Opinion: Canadian prisons need international oversight to prevent human rights violations
Catherine Latimer is the executive director at the John Howard Society of Canada.
Today, Canada will receive an assessment of its human rights record as part of the United Nations’ Universal Periodic Review (UPR). Every UN member state undergoes a UPR assessment, which invites “relevant stakeholders” such as national human rights institutions to provide documentation about the human rights successes and failures of the state under review.
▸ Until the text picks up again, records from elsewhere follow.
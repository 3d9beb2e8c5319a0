//! AI Events — что зомби сообщает наружу
//!
//! Fire-and-forget: если никто не читает, события просто протухают.

use bevy::prelude::*;

use crate::ai::{TransitionCause, ZombieState};

/// Переход FSM применён (после exit/entry hooks)
#[derive(Event, Debug, Clone, Copy, PartialEq)]
pub struct ZombieStateChanged {
    pub entity: Entity,
    pub from: ZombieState,
    pub to: ZombieState,
    pub cause: TransitionCause,
}

/// Сигнал для анимации (Animator trigger на стороне движка)
#[derive(Event, Debug, Clone, PartialEq)]
pub struct AnimationSignal {
    pub entity: Entity,
    pub name: &'static str,
}

pub const ANIMATION_ATTACK: &str = "Attack";
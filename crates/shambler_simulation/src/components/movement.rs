//! Movement компоненты: NavAgent (контракт с навигацией движка)

use bevy::prelude::*;

/// Навигационный агент актора
///
/// Архитектура:
/// - AI пишет intent: destination, speed, halt (set_destination / reset_path / halt)
/// - Движок (NavMesh + path solver) читает intent, двигает Transform
///   и пишет обратно статус пути (report_path / set_on_nav_mesh)
///
/// AI не владеет навмешем и не считает пути — только потребитель статуса.
#[derive(Component, Debug, Clone, PartialEq, Reflect)]
#[reflect(Component)]
pub struct NavAgent {
    destination: Option<Vec3>,
    speed: f32,
    halted: bool,
    path_pending: bool,
    remaining_distance: f32,
    stopping_distance: f32,
    on_nav_mesh: bool,
}

impl Default for NavAgent {
    fn default() -> Self {
        Self {
            destination: None,
            speed: 0.0,
            halted: false,
            path_pending: false,
            remaining_distance: 0.0,
            stopping_distance: 0.2,
            on_nav_mesh: true,
        }
    }
}

impl NavAgent {
    pub fn with_stopping_distance(mut self, stopping_distance: f32) -> Self {
        self.stopping_distance = stopping_distance.max(0.0);
        self
    }

    /// Новый destination. Вне навмеша запрос игнорируется (false),
    /// движение подавлено пока агент не вернётся на поверхность.
    pub fn set_destination(&mut self, point: Vec3) -> bool {
        if !self.on_nav_mesh {
            return false;
        }
        if self.destination != Some(point) {
            self.path_pending = true;
        }
        self.destination = Some(point);
        true
    }

    pub fn reset_path(&mut self) {
        self.destination = None;
        self.path_pending = false;
        self.remaining_distance = 0.0;
    }

    pub fn set_speed(&mut self, speed: f32) {
        self.speed = speed.max(0.0);
    }

    pub fn halt(&mut self, halted: bool) {
        self.halted = halted;
    }

    pub fn destination(&self) -> Option<Vec3> {
        self.destination
    }

    pub fn speed(&self) -> f32 {
        self.speed
    }

    pub fn is_halted(&self) -> bool {
        self.halted
    }

    pub fn is_path_pending(&self) -> bool {
        self.path_pending
    }

    pub fn remaining_distance(&self) -> f32 {
        self.remaining_distance
    }

    pub fn stopping_distance(&self) -> f32 {
        self.stopping_distance
    }

    pub fn is_on_nav_mesh(&self) -> bool {
        self.on_nav_mesh
    }

    /// Агент стоит у цели: путь посчитан и осталось не больше stopping distance
    pub fn has_arrived(&self) -> bool {
        self.on_nav_mesh && !self.path_pending && self.remaining_distance <= self.stopping_distance
    }

    // === Сторона движка ===

    /// Path solver посчитал путь: снимаем pending, обновляем остаток
    pub fn report_path(&mut self, remaining_distance: f32) {
        self.path_pending = false;
        self.remaining_distance = remaining_distance.max(0.0);
    }

    pub fn set_on_nav_mesh(&mut self, on_nav_mesh: bool) {
        self.on_nav_mesh = on_nav_mesh;
    }
}
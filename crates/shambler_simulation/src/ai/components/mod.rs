//! AI components

pub mod config;
pub mod fsm;


// Re-export all components
pub use config::*;
pub use fsm::*;
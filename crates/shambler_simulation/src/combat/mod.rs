//! Combat system module
//!
//! ECS ответственность:
//! - Health зомби, входящий урон (DamageZombie), смерть + отложенный деспавн
//! - PerformAttack: TargetDamaged + анимация, gate по attack_timer (в ZombieBrain)
//!
//! Сторона цели (Health игрока) — вне ядра, см. crate::player.

use bevy::prelude::*;

pub mod attack;
pub mod damage;

#[cfg(test)]
mod damage_tests;

// Re-export основных типов
pub use attack::{perform_attack, AttackExecuted, TargetDamaged};
pub use damage::{apply_damage, DamageResponse, DamageZombie, Dead, DespawnAfter, ZombieDied};

use crate::ai::ZombieSet;

/// Combat Plugin
///
/// Порядок выполнения (FixedUpdate, см. ZombieSet):
/// 1. despawn_after_timeout — Cleanup, первым в тике
/// 2. apply_zombie_damage — Damage, до perception
pub struct CombatPlugin;

impl Plugin for CombatPlugin {
    fn build(&self, app: &mut App) {
        crate::ai::configure_zombie_sets(app);

        app.init_resource::<crate::DeterministicRng>()
            .add_event::<DamageZombie>()
            .add_event::<ZombieDied>()
            .add_event::<TargetDamaged>()
            .add_event::<crate::ai::ZombieStateChanged>()
            .add_systems(
                FixedUpdate,
                (
                    damage::despawn_after_timeout.in_set(ZombieSet::Cleanup),
                    damage::apply_zombie_damage.in_set(ZombieSet::Damage),
                ),
            );
    }
}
In that spirit, the Canadian Human Rights Commission (CHRC) made a submission to the UPR that focused on “situations where people are deprived of their liberty.” Ultimately, the CHRC recommended that Canada ratify the Optional Protocol to the Convention against Torture (OPCAT), which would enable “ongoing and enhanced independent oversight, monitoring and reporting in all places of detention” to ensure that Canada meets its human rights commitments in facilities such as jails and prisons.
We at the John Howard Society of Canada (JHSC), an organization committed to protecting the human rights of incarcerated people in this country, support the CHRC’s call for Canada to ratify the OPCAT. We believe that oversight from an international body is needed in this country because we frequently hear from incarcerated people whose human rights have been violated, including from people whose treatment in Canadian prisons amounts to torture.
According to the Canadian Criminal Code, torture “means any act or omission by which severe pain or suffering, whether physical or mental, is intentionally inflicted on a person.” Yet the application of this definition isn’t straightforward in jails and prisons, which are by nature punitive and violent but also secretive. Excessive institutional violence, including torture, is often hard for outsiders to identify and easy for officials to rationalize.
Consider, for example, Canada’s continued use of solitary confinement. In 2019, the Supreme Court found that administrative segregation, a form of solitary confinement used in Canadian prisons, was cruel and unconstitutional. According to the UN’s Standard Minimum Rules for the Treatment of Prisoners (Rules 43 and 44), prolonged solitary confinement, which many imprisoned people experienced in administrative segregation, met the definition of torture. And so, to great fanfare, the federal government passed Bill C-83, which introduced structured intervention units (SIUs) to separate prisoners and, in theory, ensure that they were not isolated for extended periods of time.
Yet a 2021 report found that prolonged solitary confinement continued to be used in Canada’s prisons, and imprisoned people tell us that the practice persists today. The structured intervention units were only a rebranding that obscured torture; like a new dust sheet covering an old chair, it served to soften the rough edges and distort the details.
At JHSC, we hear from Canadian prisoners who have been subjected to other cruelties that meet the definition of torture, but their experiences go largely unreported. Sometimes, these cruelties form a pattern, indicating that they aren’t isolated acts of brutality but are instead, at some level, established practices.
For example, some imprisoned people tell us that guards have refused to provide them with their prescribed medication, including for pain. Although seemingly passive, withholding pain medication constitutes torture under the Criminal Code because it is the intentional infliction of “pain and suffering” through “omission.”
Imprisoned people have also described how guards at some facilities have intentionally locked prisoners who are known enemies, such as rival gang members, between two safety doors, caging them together to coerce them to fight. This practice, called “double dooring,” is used by guards to intimidate, coerce, or punish disobedient prisoners. Double dooring did receive some media exposure in a 2017 report about harassment at the Edmonton Institution maximum-security prison, but in that case, it was only discussed as a practice used by guards to intimidate other guards. That this cruel practice has a history of being used against imprisoned people has gone largely unrecognized.
OPCAT’s review of Canada’s detention facilities would help protect imprisoned Canadians against these and other forms of torture and cruelty because international oversight can affect domestic policy. International attention to segregation and racial violence in the 1950s and 1960s, for instance, helped force U.S. politicians to pass legislation like the Civil Rights Act and the Voting Rights Act.
Ultimately, ratifying the OPCAT would help safeguard this country’s human rights obligations as established in agreements such as the UN Charter and the Universal Declaration of Human Rights, and clarify Canadian values both domestically and internationally. It would also give Canada the moral authority to demand that other countries be similarly transparent to international oversight. That, after all, is what Canadian leadership on the world stage should look like.